[[ MATERIAL PROVIDED, beginning ]]
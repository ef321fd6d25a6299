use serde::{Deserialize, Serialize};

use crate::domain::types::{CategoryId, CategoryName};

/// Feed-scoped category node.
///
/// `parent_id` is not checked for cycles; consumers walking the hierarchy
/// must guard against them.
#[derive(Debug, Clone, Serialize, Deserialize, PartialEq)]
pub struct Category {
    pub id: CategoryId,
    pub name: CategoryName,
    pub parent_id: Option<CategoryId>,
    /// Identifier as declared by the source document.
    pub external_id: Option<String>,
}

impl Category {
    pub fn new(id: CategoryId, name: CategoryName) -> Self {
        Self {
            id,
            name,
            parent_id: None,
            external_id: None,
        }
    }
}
[[ MATERIAL PROVIDED, end ]]
BRIEF => Only the lines containing the string "Deserialize" are needed; pull them out of the records.

SOLUTION FOR THIS TASK =>
use serde::{Deserialize, Serialize};
#[derive(Debug, Clone, Serialize, Deserialize, PartialEq)]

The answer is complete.